We test whether there is a **level jump** at the event date while controlling for a linear time trend.  
We create regressors:
- `t`: a running time index (0 at first observation)
- `post`: indicator (1 if date ≥ event date, else 0)
- `t_post`: interaction (`t * post`) to allow a slope change after the event

The parameter on `post` captures the *instant level change* at the event.
The parameter on `t_post` captures a *slope change* after the event.

In [None]:
# Build design matrix
df = df.copy()
df['t'] = np.arange(len(df))
event_ts = pd.to_datetime(EVENT_DATE)
df['post'] = (df[DATE_COL] >= event_ts).astype(int)
df['t_post'] = df['t'] * df['post']

df[['t','post','t_post']].head()

In [None]:
# Fit OLS using numpy (to avoid extra dependencies)
# Model: y = b0 + b1*t + b2*post + b3*t_post
X = np.column_stack([
    np.ones(len(df)),      # intercept
    df['t'].values,
    df['post'].values,
    df['t_post'].values
])
y = df[TARGET_COL].values

# Closed-form OLS: beta = (X'X)^(-1) X'y
XtX = X.T @ X
XtX_inv = np.linalg.pinv(XtX)
beta = XtX_inv @ (X.T @ y)

coef_names = ['Intercept','t (trend)','post (level jump)','t_post (slope change)']
for name, b in zip(coef_names, beta):
    print(f'{name:22s}: {b: .4f}')

# Fitted values
y_hat = X @ beta
df['y_hat'] = y_hat

# Plot fit pre/post
fig, ax = plt.subplots(figsize=(10,4))
ax.plot(df[DATE_COL], df[TARGET_COL], alpha=0.5, label='actual')
ax.plot(df[DATE_COL], df['y_hat'], linewidth=2, label='fitted OLS')
ax.axvline(event_ts, linestyle='--', label='event')
ax.set_title('OLS with Event (discontinuity)')
ax.legend(); ax.set_xlabel('Date')
plt.show()

### (Optional) Robust Standard Errors (Quick Approximation)

Below is a simple (not cluster-robust) sandwich variance approximation for reference so you can inspect **t-stats**.  
For rigorous inference, you may use `statsmodels` with HAC/Newey-West or cluster options if allowed.

In [None]:
# Simple (non-robust) OLS standard errors
resid = y - y_hat
n, k = X.shape
sigma2 = (resid @ resid) / (n - k)
var_beta = sigma2 * XtX_inv
se = np.sqrt(np.diag(var_beta))
t_stats = beta / se

print('\nCoefficients, SE, t-stats (non-robust)')
for name, b, s, t in zip(coef_names, beta, se, t_stats):
    print(f'{name:22s}: beta={b: .4f},  SE={s: .4f},  t={t: .2f}')

### Sensitivity: Local Bandwidth Around Event

Sometimes you restrict the analysis to a window around the event.

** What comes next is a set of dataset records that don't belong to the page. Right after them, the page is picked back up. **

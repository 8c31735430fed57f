//! RefPack compression and decompression.
//!
//! RefPack is a byte-oriented LZ77 variant. A payload starts with a 2-byte
//! big-endian type field (`0x10FB`, optionally flagged) and the
//! uncompressed size, followed by a stream of commands:
//!
//! | First byte  | Size | Literals   | Length    | Distance       |
//! |-------------|------|------------|-----------|----------------|
//! | `0x00–0x7F` | 2    | 0–3        | 3–10      | 1–1024         |
//! | `0x80–0xBF` | 3    | 0–3        | 4–67      | 1–16384        |
//! | `0xC0–0xDF` | 4    | 0–3        | 5–1028    | 1–131071       |
//! | `0xE0–0xFB` | 1    | 4–112      | –         | –              |
//! | `0xFC–0xFF` | 1    | 0–3, ends  | –         | –              |
//!
//! Literals carried by a match command are copied before the match.

use crate::error::{CompressionError, Result};
use crate::window::BitWindow;

use bitflags::bitflags;
use byteorder::{BigEndian, ReadBytesExt, WriteBytesExt};
use std::io::Cursor;
use tracing::debug;

/// Signature bits of the type field.
pub const SIGNATURE: u16 = 0x10FB;

/// Bits of the type field compared against [`SIGNATURE`].
pub const SIGNATURE_MASK: u16 = 0x3EFF;

/// History reachable by a very-int command.
pub const WINDOW_SIZE: usize = 1 << 17;

/// Farthest distance the compressor emits.
pub const MAX_DISTANCE: usize = 0x1FFFF;

/// Longest match any command can carry.
pub const MAX_MATCH: usize = 1028;

/// Longest literal-only run.
pub const MAX_LITERAL_RUN: usize = 112;

/// Largest size representable with a 3-byte length field.
const MAX_SHORT_SIZE: usize = 0xFF_FFFF;

const HASH_SIZE: usize = 1 << 16;
const LINK_MASK: usize = WINDOW_SIZE - 1;
const NO_POSITION: u32 = u32::MAX;

bitflags! {
    /// Flags carried in the type field alongside the signature.
    #[derive(Debug, Clone, Copy, PartialEq, Eq, Default)]
    pub struct RefPackFlags: u16 {
        /// Size fields are 4 bytes instead of 3.
        const LARGE_SIZES = 0x8000;
        /// A compressed-size field precedes the uncompressed size.
        const COMPRESSED_SIZE = 0x0100;
    }
}

/// Tunables for the RefPack compressor.
#[derive(Debug, Clone, Copy, PartialEq, Eq)]
pub struct RefPackOptions {
    /// Maximum hash-chain candidates probed per position.
    ///
    /// Default: 4096.
    pub max_chain_depth: usize,
}

impl Default for RefPackOptions {
    fn default() -> Self {
        Self {
            max_chain_depth: 4096,
        }
    }
}

// ---------------------------------------------------------------------------
// Header
// ---------------------------------------------------------------------------

/// Parsed RefPack payload header.
#[derive(Debug, Clone, Copy, PartialEq, Eq)]
pub struct RefPackHeader {
    pub flags: RefPackFlags,
    /// Compressed size, when the payload carries one.
    pub compressed_size: Option<usize>,
    pub uncompressed_size: usize,
    /// Bytes taken by the header.
    pub header_len: usize,
}

impl RefPackHeader {
    /// Parse the header at the start of `source`.
    pub fn parse(source: &[u8]) -> Result<Self> {
        let mut cursor = Cursor::new(source);
        let eof = |_| CompressionError::eof("RefPack header");

        let type_field = cursor.read_u16::<BigEndian>().map_err(eof)?;
        if type_field & SIGNATURE_MASK != SIGNATURE {
            return Err(CompressionError::InvalidHeader(format!(
                "RefPack type field {type_field:#06X} lacks the {SIGNATURE:#06X} signature"
            )));
        }
        let flags = RefPackFlags::from_bits_truncate(type_field);

        let read_size = |cursor: &mut Cursor<&[u8]>| -> Result<usize> {
            let value = if flags.contains(RefPackFlags::LARGE_SIZES) {
                cursor.read_u32::<BigEndian>()
            } else {
                cursor.read_u24::<BigEndian>()
            };
            value.map(|v| v as usize).map_err(eof)
        };

        let compressed_size = if flags.contains(RefPackFlags::COMPRESSED_SIZE) {
            Some(read_size(&mut cursor)?)
        } else {
            None
        };
        let uncompressed_size = read_size(&mut cursor)?;

        Ok(Self {
            flags,
            compressed_size,
            uncompressed_size,
            header_len: cursor.position() as usize,
        })
    }

    /// Append the header for a payload of `uncompressed_size` bytes.
    pub fn write(uncompressed_size: usize, out: &mut Vec<u8>) -> Result<()> {
        if uncompressed_size > MAX_SHORT_SIZE {
            let size = u32::try_from(uncompressed_size).map_err(|_| {
                CompressionError::Compression(format!(
                    "{uncompressed_size} bytes exceeds the RefPack size field"
                ))
            })?;
            out.write_u16::<BigEndian>(SIGNATURE | RefPackFlags::LARGE_SIZES.bits())?;
            out.write_u32::<BigEndian>(size)?;
        } else {
            out.write_u16::<BigEndian>(SIGNATURE)?;
            out.write_u24::<BigEndian>(uncompressed_size as u32)?;
        }
        Ok(())
    }
}
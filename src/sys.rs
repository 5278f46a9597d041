/*!
 * Raw pthread FFI
 *
 * Every function in the wrapped vocabulary, unchecked. Bindings the `libc`
 * crate ships are re-exported from it; the rest (`pthread_*concurrency`,
 * cancellation controls, priority ceilings, scope, `clock*` variants and a
 * few glibc extensions) are declared here with `libc` types. The `ops`
 * modules route each call through `invoke`.
 *
 * Functions that only exist on glibc are gated on
 * `target_os = "linux"` + `target_env = "gnu"`.
 */

use libc::{
    c_int, c_void, pthread_attr_t, pthread_mutex_t, pthread_mutexattr_t, pthread_rwlock_t, timespec,
};

#[cfg(all(target_os = "linux", target_env = "gnu"))]
use libc::{clockid_t, pthread_cond_t, sigset_t};

pub use libc::{
    pthread_once_t, PTHREAD_BARRIER_SERIAL_THREAD, PTHREAD_EXPLICIT_SCHED, PTHREAD_INHERIT_SCHED,
    PTHREAD_MUTEX_ROBUST, PTHREAD_MUTEX_STALLED, PTHREAD_ONCE_INIT, PTHREAD_PRIO_INHERIT,
    PTHREAD_PRIO_NONE, PTHREAD_PRIO_PROTECT,
};

// common
pub use libc::{
    pthread_atfork, pthread_key_create, pthread_key_delete, pthread_kill, pthread_once,
    pthread_setspecific, pthread_sigmask,
};

// pthread_attr_t
pub use libc::{
    pthread_attr_destroy, pthread_attr_getguardsize, pthread_attr_getinheritsched,
    pthread_attr_getschedparam, pthread_attr_getschedpolicy, pthread_attr_getstack,
    pthread_attr_getstacksize, pthread_attr_init, pthread_attr_setdetachstate,
    pthread_attr_setguardsize, pthread_attr_setinheritsched, pthread_attr_setschedparam,
    pthread_attr_setschedpolicy, pthread_attr_setstack, pthread_attr_setstacksize,
};

// pthread_t
pub use libc::{
    pthread_cancel, pthread_create, pthread_detach, pthread_getcpuclockid, pthread_getschedparam,
    pthread_join, pthread_setschedparam, pthread_setschedprio,
};

// pthread_mutexattr_t / pthread_mutex_t
pub use libc::{
    pthread_mutex_consistent, pthread_mutex_destroy, pthread_mutex_init, pthread_mutex_lock,
    pthread_mutex_timedlock, pthread_mutex_trylock, pthread_mutex_unlock,
    pthread_mutexattr_destroy, pthread_mutexattr_getprotocol, pthread_mutexattr_getpshared,
    pthread_mutexattr_getrobust, pthread_mutexattr_init, pthread_mutexattr_setprotocol,
    pthread_mutexattr_setpshared, pthread_mutexattr_setrobust, pthread_mutexattr_settype,
};

// pthread_rwlockattr_t / pthread_rwlock_t
pub use libc::{
    pthread_rwlock_destroy, pthread_rwlock_init, pthread_rwlock_rdlock, pthread_rwlock_tryrdlock,
    pthread_rwlock_trywrlock, pthread_rwlock_unlock, pthread_rwlock_wrlock,
    pthread_rwlockattr_destroy, pthread_rwlockattr_getpshared, pthread_rwlockattr_init,
    pthread_rwlockattr_setpshared,
};

// pthread_condattr_t / pthread_cond_t
pub use libc::{
    pthread_cond_broadcast, pthread_cond_destroy, pthread_cond_init, pthread_cond_signal,
    pthread_cond_timedwait, pthread_cond_wait, pthread_condattr_destroy,
    pthread_condattr_getclock, pthread_condattr_getpshared, pthread_condattr_init,
    pthread_condattr_setclock, pthread_condattr_setpshared,
};

// spinlocks and barriers
pub use libc::{
    pthread_barrier_destroy, pthread_barrier_init, pthread_barrier_wait,
    pthread_barrierattr_destroy, pthread_barrierattr_getpshared, pthread_barrierattr_init,
    pthread_barrierattr_setpshared, pthread_spin_destroy, pthread_spin_init, pthread_spin_lock,
    pthread_spin_trylock, pthread_spin_unlock,
};

// Linux extensions
pub use libc::{
    pthread_getaffinity_np, pthread_getattr_np, pthread_getname_np, pthread_setaffinity_np,
    pthread_setname_np,
};

#[cfg(all(target_os = "linux", target_env = "gnu"))]
pub use libc::{
    pthread_attr_getaffinity_np, pthread_attr_setaffinity_np, pthread_rwlockattr_getkind_np,
    pthread_rwlockattr_setkind_np, pthread_sigqueue, pthread_timedjoin_np, pthread_tryjoin_np,
};

/// Returned by `pthread_attr_getsigmask_np` when the attribute carries no mask
pub const PTHREAD_ATTR_NO_SIGMASK_NP: c_int = -1;

pub const PTHREAD_CANCEL_ENABLE: c_int = 0;
pub const PTHREAD_CANCEL_DISABLE: c_int = 1;
pub const PTHREAD_CANCEL_DEFERRED: c_int = 0;
pub const PTHREAD_CANCEL_ASYNCHRONOUS: c_int = 1;

pub const PTHREAD_SCOPE_SYSTEM: c_int = 0;
pub const PTHREAD_SCOPE_PROCESS: c_int = 1;

pub const PTHREAD_RWLOCK_PREFER_READER_NP: c_int = 0;
pub const PTHREAD_RWLOCK_PREFER_WRITER_NP: c_int = 1;
pub const PTHREAD_RWLOCK_PREFER_WRITER_NONRECURSIVE_NP: c_int = 2;

// Callback parameter types, as `libc` spells them
pub type StartRoutine = extern "C" fn(*mut c_void) -> *mut c_void;
pub type ForkHandler = Option<unsafe extern "C" fn()>;
pub type KeyDestructor = Option<unsafe extern "C" fn(*mut c_void)>;
pub type OnceRoutine = extern "C" fn();

// Not bound by `libc`
extern "C" {
    pub fn pthread_getconcurrency() -> c_int;
    pub fn pthread_setconcurrency(level: c_int) -> c_int;
    pub fn pthread_setcancelstate(state: c_int, oldstate: *mut c_int) -> c_int;
    pub fn pthread_setcanceltype(kind: c_int, oldtype: *mut c_int) -> c_int;

    pub fn pthread_attr_getdetachstate(attr: *const pthread_attr_t, state: *mut c_int) -> c_int;
    pub fn pthread_attr_getscope(attr: *const pthread_attr_t, scope: *mut c_int) -> c_int;
    pub fn pthread_attr_setscope(attr: *mut pthread_attr_t, scope: c_int) -> c_int;
    pub fn pthread_attr_getstackaddr(
        attr: *const pthread_attr_t,
        stackaddr: *mut *mut c_void,
    ) -> c_int;
    pub fn pthread_attr_setstackaddr(attr: *mut pthread_attr_t, stackaddr: *mut c_void) -> c_int;

    pub fn pthread_mutexattr_gettype(attr: *const pthread_mutexattr_t, kind: *mut c_int) -> c_int;
    pub fn pthread_mutexattr_getprioceiling(
        attr: *const pthread_mutexattr_t,
        prioceiling: *mut c_int,
    ) -> c_int;
    pub fn pthread_mutexattr_setprioceiling(
        attr: *mut pthread_mutexattr_t,
        prioceiling: c_int,
    ) -> c_int;
    pub fn pthread_mutex_getprioceiling(
        mutex: *const pthread_mutex_t,
        prioceiling: *mut c_int,
    ) -> c_int;
    pub fn pthread_mutex_setprioceiling(
        mutex: *mut pthread_mutex_t,
        prioceiling: c_int,
        old_ceiling: *mut c_int,
    ) -> c_int;

    pub fn pthread_rwlock_timedrdlock(
        rwlock: *mut pthread_rwlock_t,
        abstime: *const timespec,
    ) -> c_int;
    pub fn pthread_rwlock_timedwrlock(
        rwlock: *mut pthread_rwlock_t,
        abstime: *const timespec,
    ) -> c_int;
}

#[cfg(all(target_os = "linux", target_env = "gnu"))]
extern "C" {
    pub fn pthread_attr_getsigmask_np(attr: *const pthread_attr_t, sigmask: *mut sigset_t)
        -> c_int;
    pub fn pthread_attr_setsigmask_np(attr: *mut pthread_attr_t, sigmask: *const sigset_t)
        -> c_int;
    pub fn pthread_getattr_default_np(attr: *mut pthread_attr_t) -> c_int;
    pub fn pthread_setattr_default_np(attr: *const pthread_attr_t) -> c_int;

    pub fn pthread_clockjoin_np(
        thread: libc::pthread_t,
        retval: *mut *mut c_void,
        clock_id: clockid_t,
        abstime: *const timespec,
    ) -> c_int;

    // Since glibc 2.34 the `_np` robust-mutex aliases exist only as compat
    // symbols (no default version), so bind them at their GLIBC_2.4 version.
    #[link_name = "pthread_mutexattr_getrobust_np@GLIBC_2.4"]
    pub fn pthread_mutexattr_getrobust_np(
        attr: *const pthread_mutexattr_t,
        robust: *mut c_int,
    ) -> c_int;
    #[link_name = "pthread_mutexattr_setrobust_np@GLIBC_2.4"]
    pub fn pthread_mutexattr_setrobust_np(attr: *mut pthread_mutexattr_t, robust: c_int) -> c_int;
    #[link_name = "pthread_mutex_consistent_np@GLIBC_2.4"]
    pub fn pthread_mutex_consistent_np(mutex: *mut pthread_mutex_t) -> c_int;
    pub fn pthread_mutex_clocklock(
        mutex: *mut pthread_mutex_t,
        clock_id: clockid_t,
        abstime: *const timespec,
    ) -> c_int;

    pub fn pthread_rwlock_clockrdlock(
        rwlock: *mut pthread_rwlock_t,
        clock_id: clockid_t,
        abstime: *const timespec,
    ) -> c_int;
    pub fn pthread_rwlock_clockwrlock(
        rwlock: *mut pthread_rwlock_t,
        clock_id: clockid_t,
        abstime: *const timespec,
    ) -> c_int;

    pub fn pthread_cond_clockwait(
        cond: *mut pthread_cond_t,
        mutex: *mut pthread_mutex_t,
        clock_id: clockid_t,
        abstime: *const timespec,
    ) -> c_int;
}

Adjust `WINDOW_DAYS` as needed.

In [None]:
WINDOW_DAYS = 60  # try 30, 60, 90, etc.
mask = (df[DATE_COL] >= event_ts - pd.Timedelta(days=WINDOW_DAYS)) &        (df[DATE_COL] <= event_ts + pd.Timedelta(days=WINDOW_DAYS))
dfl = df.loc[mask].copy()
dfl['t_local'] = np.arange(len(dfl))
dfl['post_local'] = (dfl[DATE_COL] >= event_ts).astype(int)
dfl['t_post_local'] = dfl['t_local'] * dfl['post_local']

Xl = np.column_stack([
    np.ones(len(dfl)),
    dfl['t_local'].values,
    dfl['post_local'].values,
    dfl['t_post_local'].values
])
yl = dfl[TARGET_COL].values

beta_l = np.linalg.pinv(Xl.T @ Xl) @ (Xl.T @ yl)
yh_l = Xl @ beta_l

fig, ax = plt.subplots(figsize=(10,4))
ax.plot(dfl[DATE_COL], dfl[TARGET_COL], alpha=0.5, label='actual')
ax.plot(dfl[DATE_COL], yh_l, linewidth=2, label='fitted (local window)')
ax.axvline(event_ts, linestyle='--', label='event')
ax.set_title(f'Local Window ±{WINDOW_DAYS} days around event')
ax.legend(); ax.set_xlabel('Date')
plt.show()

for name, b in zip(coef_names, beta_l):
    print(f'{name:22s}: {b: .4f}')

## 4) Helper Functions — Normalization & Standardization
Use these to answer quiz items like “normalize [1,2,4]” or “standardize [1,2,4]”.

In [None]:
def minmax_normalize(a):
    a = np.asarray(a, dtype=float)
    mn, mx = np.min(a), np.max(a)
    if mx == mn:
        return np.zeros_like(a)
    return (a - mn) / (mx - mn)

def zscore_standardize(a, ddof=0):
    """Return z-scores. By default uses population std (ddof=0).
    If your course expects sample std, set ddof=1."""
    a = np.asarray(a, dtype=float)
    mu = a.mean()
    std = a.std(ddof=ddof)
    if std == 0:
        return np.zeros_like(a)
    return (a - mu) / std

# Demo on [1,2,4]
arr = np.array([1,2,4])
print('Normalize [1,2,4]:', np.round(minmax_normalize(arr), 3))
print('Standardize [1,2,4] (population):', np.round(zscore_standardize(arr, ddof=0), 2))
print('Standardize [1,2,4] (sample):     ', np.round(zscore_standardize(arr, ddof=1), 2))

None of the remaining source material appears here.